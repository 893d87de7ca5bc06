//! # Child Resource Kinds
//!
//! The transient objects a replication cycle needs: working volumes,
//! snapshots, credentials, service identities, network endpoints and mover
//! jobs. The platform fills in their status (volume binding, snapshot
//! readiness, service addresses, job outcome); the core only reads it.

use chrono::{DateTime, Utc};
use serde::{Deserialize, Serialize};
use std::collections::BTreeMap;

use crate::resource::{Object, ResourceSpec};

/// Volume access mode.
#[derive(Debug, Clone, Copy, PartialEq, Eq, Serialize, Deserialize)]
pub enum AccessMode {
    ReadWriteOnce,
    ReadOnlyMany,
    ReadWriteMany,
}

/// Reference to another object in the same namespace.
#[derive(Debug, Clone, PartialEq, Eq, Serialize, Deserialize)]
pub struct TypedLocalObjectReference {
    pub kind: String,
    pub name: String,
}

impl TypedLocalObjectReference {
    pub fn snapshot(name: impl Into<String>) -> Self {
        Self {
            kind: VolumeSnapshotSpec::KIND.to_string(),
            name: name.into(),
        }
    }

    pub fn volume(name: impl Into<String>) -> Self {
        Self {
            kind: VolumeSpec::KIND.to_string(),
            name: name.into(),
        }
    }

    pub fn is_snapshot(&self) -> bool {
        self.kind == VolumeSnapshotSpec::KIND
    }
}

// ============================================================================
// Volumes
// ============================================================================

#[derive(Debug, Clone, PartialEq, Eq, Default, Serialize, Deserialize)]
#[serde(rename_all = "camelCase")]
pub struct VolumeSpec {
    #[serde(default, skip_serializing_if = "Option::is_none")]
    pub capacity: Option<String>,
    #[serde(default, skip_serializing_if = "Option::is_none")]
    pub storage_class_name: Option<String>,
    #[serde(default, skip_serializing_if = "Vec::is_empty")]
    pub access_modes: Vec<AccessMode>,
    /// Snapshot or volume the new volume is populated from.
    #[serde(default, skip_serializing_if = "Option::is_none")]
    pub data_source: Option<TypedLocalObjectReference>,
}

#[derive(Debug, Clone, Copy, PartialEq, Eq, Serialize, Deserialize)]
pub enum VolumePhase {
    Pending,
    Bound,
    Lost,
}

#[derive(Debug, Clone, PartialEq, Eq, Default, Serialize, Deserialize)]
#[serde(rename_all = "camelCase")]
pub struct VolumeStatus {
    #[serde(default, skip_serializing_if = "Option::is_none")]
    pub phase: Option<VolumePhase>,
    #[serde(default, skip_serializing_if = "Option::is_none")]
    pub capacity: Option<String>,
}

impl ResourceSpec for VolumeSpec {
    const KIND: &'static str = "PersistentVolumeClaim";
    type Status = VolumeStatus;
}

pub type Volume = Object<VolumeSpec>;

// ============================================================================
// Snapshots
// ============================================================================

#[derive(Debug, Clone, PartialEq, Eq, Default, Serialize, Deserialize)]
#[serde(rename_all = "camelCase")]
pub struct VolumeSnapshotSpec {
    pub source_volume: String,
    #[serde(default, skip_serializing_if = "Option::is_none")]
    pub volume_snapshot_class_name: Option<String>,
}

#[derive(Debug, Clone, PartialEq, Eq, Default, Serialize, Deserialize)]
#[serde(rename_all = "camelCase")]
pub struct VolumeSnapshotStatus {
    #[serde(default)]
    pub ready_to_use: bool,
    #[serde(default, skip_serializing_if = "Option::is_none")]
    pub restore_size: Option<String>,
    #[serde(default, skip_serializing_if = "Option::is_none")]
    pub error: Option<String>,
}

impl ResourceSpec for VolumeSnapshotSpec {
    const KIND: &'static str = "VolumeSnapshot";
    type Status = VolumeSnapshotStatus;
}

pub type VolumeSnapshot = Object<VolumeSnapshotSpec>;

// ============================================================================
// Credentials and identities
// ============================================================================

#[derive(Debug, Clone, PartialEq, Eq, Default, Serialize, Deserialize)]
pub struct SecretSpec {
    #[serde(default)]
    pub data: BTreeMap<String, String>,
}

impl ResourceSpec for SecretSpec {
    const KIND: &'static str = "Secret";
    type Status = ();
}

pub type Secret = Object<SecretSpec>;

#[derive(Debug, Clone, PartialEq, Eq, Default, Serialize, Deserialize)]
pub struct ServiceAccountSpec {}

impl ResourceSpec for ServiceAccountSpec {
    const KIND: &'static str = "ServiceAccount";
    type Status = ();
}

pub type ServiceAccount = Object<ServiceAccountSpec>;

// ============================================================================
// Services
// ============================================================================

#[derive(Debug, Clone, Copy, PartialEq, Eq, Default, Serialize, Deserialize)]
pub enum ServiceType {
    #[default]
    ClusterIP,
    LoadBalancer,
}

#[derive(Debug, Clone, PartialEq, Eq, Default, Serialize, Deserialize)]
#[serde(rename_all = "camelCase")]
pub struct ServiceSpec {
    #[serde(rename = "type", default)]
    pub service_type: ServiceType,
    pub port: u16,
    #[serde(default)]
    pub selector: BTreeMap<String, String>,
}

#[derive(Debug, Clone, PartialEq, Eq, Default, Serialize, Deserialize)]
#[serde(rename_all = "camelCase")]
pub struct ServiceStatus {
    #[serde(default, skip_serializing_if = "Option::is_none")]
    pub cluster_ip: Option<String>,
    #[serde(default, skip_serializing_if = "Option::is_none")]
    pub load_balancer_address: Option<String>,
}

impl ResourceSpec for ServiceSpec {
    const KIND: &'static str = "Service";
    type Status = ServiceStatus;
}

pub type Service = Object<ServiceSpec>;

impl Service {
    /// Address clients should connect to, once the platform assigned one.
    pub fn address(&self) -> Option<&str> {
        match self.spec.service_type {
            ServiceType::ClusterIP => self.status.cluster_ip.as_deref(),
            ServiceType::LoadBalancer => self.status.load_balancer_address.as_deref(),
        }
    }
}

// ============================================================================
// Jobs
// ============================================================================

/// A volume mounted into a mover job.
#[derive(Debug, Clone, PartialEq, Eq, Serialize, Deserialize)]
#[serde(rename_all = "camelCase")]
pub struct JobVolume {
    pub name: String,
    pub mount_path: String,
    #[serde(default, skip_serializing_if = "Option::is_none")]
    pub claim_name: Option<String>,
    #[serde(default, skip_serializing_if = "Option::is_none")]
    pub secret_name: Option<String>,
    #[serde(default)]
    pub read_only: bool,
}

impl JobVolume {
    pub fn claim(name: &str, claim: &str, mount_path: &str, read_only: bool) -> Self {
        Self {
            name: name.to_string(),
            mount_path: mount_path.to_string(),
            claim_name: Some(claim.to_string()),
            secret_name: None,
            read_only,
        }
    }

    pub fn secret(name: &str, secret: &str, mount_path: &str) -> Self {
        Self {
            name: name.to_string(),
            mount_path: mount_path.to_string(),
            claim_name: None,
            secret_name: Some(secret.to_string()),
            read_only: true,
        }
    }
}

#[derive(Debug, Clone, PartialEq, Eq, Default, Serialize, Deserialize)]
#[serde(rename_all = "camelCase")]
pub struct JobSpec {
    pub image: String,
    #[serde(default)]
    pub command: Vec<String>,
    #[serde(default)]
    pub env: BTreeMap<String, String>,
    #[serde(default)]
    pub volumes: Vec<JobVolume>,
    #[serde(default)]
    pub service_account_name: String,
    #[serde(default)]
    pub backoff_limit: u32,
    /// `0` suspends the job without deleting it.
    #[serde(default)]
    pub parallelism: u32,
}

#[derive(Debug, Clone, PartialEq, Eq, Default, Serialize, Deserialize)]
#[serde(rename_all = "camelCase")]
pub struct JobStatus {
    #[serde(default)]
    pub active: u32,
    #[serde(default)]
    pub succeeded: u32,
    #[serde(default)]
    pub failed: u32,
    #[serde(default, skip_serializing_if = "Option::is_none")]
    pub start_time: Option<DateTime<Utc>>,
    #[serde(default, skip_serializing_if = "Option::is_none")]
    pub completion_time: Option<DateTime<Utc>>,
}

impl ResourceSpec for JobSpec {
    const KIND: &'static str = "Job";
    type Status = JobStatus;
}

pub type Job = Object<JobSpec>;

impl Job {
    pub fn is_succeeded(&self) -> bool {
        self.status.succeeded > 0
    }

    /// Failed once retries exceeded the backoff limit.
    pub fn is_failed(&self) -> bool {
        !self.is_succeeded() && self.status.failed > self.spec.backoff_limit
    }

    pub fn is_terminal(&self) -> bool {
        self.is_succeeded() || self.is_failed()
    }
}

——

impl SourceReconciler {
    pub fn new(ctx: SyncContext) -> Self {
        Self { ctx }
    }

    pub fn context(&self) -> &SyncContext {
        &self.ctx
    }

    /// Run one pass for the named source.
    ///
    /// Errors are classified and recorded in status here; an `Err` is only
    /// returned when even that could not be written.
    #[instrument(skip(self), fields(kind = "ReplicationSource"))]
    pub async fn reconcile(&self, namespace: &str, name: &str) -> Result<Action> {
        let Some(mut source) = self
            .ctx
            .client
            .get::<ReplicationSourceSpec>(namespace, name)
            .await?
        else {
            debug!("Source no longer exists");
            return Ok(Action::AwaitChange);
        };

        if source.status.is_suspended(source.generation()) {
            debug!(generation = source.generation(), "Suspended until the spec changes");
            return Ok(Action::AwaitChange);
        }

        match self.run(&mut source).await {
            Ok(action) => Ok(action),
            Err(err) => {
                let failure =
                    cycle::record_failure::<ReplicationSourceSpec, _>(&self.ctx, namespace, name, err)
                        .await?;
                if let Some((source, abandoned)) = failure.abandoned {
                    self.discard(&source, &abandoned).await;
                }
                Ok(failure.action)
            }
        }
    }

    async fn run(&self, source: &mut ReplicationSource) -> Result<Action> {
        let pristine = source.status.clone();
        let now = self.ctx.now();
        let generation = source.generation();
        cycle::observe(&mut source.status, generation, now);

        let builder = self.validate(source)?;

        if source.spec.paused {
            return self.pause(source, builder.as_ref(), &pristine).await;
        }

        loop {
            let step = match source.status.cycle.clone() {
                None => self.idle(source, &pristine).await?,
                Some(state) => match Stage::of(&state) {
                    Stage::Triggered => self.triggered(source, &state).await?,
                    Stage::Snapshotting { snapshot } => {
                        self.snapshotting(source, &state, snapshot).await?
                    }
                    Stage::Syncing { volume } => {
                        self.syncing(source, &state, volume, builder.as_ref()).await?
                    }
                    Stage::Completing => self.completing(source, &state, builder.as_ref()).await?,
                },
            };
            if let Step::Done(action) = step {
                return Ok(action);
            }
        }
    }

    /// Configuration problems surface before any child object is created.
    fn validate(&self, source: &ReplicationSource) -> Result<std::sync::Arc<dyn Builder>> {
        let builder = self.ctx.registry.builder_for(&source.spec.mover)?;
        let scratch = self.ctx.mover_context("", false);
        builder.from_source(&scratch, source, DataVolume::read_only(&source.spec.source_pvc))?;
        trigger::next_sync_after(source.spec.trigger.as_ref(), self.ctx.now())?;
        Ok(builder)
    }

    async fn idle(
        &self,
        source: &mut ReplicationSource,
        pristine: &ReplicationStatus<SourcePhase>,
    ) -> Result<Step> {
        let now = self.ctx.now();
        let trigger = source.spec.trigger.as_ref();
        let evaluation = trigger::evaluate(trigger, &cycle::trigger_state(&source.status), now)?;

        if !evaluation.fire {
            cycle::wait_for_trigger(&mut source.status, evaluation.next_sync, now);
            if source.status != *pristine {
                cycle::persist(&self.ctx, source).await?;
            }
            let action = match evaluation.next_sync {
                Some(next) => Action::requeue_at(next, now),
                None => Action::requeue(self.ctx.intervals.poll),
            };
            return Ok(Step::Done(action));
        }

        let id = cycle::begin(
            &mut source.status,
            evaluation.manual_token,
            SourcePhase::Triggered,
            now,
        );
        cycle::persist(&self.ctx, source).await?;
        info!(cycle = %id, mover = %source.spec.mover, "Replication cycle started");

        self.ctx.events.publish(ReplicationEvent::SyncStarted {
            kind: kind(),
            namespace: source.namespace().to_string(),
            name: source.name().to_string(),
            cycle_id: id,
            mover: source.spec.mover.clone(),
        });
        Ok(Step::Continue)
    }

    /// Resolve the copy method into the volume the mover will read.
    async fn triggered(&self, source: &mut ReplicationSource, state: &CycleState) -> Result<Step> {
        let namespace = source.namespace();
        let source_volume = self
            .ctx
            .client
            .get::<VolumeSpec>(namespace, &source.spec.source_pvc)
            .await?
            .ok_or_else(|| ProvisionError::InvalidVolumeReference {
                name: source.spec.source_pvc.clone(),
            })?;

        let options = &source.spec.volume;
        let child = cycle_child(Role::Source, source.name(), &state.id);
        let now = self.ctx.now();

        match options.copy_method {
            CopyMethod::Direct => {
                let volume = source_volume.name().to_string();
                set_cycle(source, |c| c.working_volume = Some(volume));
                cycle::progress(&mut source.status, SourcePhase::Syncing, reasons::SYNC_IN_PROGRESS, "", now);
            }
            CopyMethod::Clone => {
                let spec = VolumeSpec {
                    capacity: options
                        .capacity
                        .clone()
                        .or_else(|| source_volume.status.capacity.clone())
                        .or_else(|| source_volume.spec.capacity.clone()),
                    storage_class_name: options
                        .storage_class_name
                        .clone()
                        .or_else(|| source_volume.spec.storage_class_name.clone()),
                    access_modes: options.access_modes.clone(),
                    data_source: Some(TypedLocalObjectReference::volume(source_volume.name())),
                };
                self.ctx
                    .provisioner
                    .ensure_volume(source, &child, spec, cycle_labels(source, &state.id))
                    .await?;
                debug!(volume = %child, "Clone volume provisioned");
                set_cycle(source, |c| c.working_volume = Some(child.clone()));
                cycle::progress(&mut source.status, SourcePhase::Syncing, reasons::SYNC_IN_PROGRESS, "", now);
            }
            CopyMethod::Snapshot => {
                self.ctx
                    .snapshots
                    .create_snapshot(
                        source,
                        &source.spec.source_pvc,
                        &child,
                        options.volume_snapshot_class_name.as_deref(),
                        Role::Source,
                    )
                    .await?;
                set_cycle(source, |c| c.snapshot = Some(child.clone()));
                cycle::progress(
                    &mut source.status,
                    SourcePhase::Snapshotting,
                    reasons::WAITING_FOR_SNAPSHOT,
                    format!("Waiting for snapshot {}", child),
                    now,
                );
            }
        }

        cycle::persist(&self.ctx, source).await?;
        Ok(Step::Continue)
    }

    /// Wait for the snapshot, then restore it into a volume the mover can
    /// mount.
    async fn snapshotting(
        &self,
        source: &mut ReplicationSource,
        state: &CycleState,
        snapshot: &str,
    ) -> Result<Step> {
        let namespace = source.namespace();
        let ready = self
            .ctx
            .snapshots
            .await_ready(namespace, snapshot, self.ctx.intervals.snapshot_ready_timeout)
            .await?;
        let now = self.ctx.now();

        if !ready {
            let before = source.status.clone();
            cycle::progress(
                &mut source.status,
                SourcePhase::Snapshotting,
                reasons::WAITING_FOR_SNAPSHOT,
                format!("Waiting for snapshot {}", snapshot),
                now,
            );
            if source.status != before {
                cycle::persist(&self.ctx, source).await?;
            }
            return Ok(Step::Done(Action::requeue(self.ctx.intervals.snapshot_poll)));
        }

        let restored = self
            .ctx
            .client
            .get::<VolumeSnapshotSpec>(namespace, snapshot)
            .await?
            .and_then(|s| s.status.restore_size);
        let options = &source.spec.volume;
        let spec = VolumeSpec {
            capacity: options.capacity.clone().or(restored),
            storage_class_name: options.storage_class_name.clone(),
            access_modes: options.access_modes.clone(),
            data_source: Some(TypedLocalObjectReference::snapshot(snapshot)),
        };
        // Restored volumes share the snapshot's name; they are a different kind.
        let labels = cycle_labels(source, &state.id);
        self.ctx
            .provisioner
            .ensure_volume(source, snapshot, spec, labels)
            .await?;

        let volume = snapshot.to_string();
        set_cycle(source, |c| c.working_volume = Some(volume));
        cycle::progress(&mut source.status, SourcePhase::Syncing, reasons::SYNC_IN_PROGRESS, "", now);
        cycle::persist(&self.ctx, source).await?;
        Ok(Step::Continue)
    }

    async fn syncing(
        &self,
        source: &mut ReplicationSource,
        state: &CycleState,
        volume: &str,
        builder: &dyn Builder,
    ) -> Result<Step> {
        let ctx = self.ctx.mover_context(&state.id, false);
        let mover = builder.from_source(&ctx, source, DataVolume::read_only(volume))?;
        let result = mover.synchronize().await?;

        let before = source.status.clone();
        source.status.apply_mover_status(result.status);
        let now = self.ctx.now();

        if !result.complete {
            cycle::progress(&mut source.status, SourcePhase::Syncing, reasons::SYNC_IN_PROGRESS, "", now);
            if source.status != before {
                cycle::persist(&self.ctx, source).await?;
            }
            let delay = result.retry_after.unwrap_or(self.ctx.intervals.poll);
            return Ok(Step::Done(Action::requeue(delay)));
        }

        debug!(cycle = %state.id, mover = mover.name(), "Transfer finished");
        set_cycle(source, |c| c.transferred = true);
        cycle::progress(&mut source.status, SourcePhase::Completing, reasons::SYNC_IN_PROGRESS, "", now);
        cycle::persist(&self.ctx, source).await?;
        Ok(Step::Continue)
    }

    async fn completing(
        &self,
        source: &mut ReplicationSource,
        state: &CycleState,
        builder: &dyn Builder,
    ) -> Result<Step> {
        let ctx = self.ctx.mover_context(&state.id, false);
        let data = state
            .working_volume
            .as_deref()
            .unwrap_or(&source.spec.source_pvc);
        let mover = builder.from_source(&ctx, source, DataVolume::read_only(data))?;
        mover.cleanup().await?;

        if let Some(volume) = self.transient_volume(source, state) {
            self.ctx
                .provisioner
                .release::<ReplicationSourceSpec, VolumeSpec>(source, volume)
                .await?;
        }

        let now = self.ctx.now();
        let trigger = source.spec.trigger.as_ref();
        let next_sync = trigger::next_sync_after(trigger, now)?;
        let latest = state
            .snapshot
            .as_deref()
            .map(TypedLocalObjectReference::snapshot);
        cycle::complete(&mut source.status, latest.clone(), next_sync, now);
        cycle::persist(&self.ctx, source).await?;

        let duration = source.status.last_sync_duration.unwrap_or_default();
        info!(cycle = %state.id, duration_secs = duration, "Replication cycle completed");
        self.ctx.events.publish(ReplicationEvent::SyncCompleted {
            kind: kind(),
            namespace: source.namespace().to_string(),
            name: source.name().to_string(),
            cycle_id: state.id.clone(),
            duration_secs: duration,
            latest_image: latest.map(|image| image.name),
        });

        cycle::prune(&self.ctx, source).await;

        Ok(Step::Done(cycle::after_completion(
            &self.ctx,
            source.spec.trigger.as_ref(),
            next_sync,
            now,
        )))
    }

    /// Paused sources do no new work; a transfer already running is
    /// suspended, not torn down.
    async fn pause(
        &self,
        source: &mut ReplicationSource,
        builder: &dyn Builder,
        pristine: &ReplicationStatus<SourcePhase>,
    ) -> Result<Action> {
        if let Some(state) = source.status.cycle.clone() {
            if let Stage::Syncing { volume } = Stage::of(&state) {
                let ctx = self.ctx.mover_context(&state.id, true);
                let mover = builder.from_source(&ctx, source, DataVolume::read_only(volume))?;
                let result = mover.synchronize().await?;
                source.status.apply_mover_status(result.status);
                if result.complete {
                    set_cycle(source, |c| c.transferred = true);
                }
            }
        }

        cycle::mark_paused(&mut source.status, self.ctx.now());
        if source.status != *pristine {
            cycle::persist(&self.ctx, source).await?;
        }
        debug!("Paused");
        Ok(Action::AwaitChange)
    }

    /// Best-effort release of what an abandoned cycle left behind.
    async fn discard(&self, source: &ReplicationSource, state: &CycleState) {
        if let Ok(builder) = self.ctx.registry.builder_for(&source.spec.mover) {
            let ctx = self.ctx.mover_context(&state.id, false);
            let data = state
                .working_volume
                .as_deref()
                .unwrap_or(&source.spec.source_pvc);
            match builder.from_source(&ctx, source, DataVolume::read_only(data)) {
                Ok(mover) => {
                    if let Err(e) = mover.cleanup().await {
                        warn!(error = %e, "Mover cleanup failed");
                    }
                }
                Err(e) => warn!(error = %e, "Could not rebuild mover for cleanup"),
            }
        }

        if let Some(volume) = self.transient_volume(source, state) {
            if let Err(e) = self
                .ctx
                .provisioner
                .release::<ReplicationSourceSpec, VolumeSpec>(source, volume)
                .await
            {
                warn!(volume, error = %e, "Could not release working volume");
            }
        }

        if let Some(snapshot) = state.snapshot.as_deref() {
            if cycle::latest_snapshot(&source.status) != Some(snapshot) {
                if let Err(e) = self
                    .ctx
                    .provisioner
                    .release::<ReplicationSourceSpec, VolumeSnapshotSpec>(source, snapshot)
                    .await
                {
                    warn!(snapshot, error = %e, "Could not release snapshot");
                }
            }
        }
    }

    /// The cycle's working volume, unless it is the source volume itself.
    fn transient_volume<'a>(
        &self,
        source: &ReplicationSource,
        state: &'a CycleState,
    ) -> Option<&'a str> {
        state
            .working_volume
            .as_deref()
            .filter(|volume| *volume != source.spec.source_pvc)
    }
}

——

### TASK REQUIREMENTS
Review the material and copy each line in which the word "async" appears.

### SOLUTION TO THIS PROBLEM
    pub async fn reconcile(&self, namespace: &str, name: &str) -> Result<Action> {
    async fn run(&self, source: &mut ReplicationSource) -> Result<Action> {
    async fn idle(
    async fn triggered(&self, source: &mut ReplicationSource, state: &CycleState) -> Result<Step> {
    async fn snapshotting(
    async fn syncing(
    async fn completing(
    async fn pause(
    async fn discard(&self, source: &ReplicationSource, state: &CycleState) {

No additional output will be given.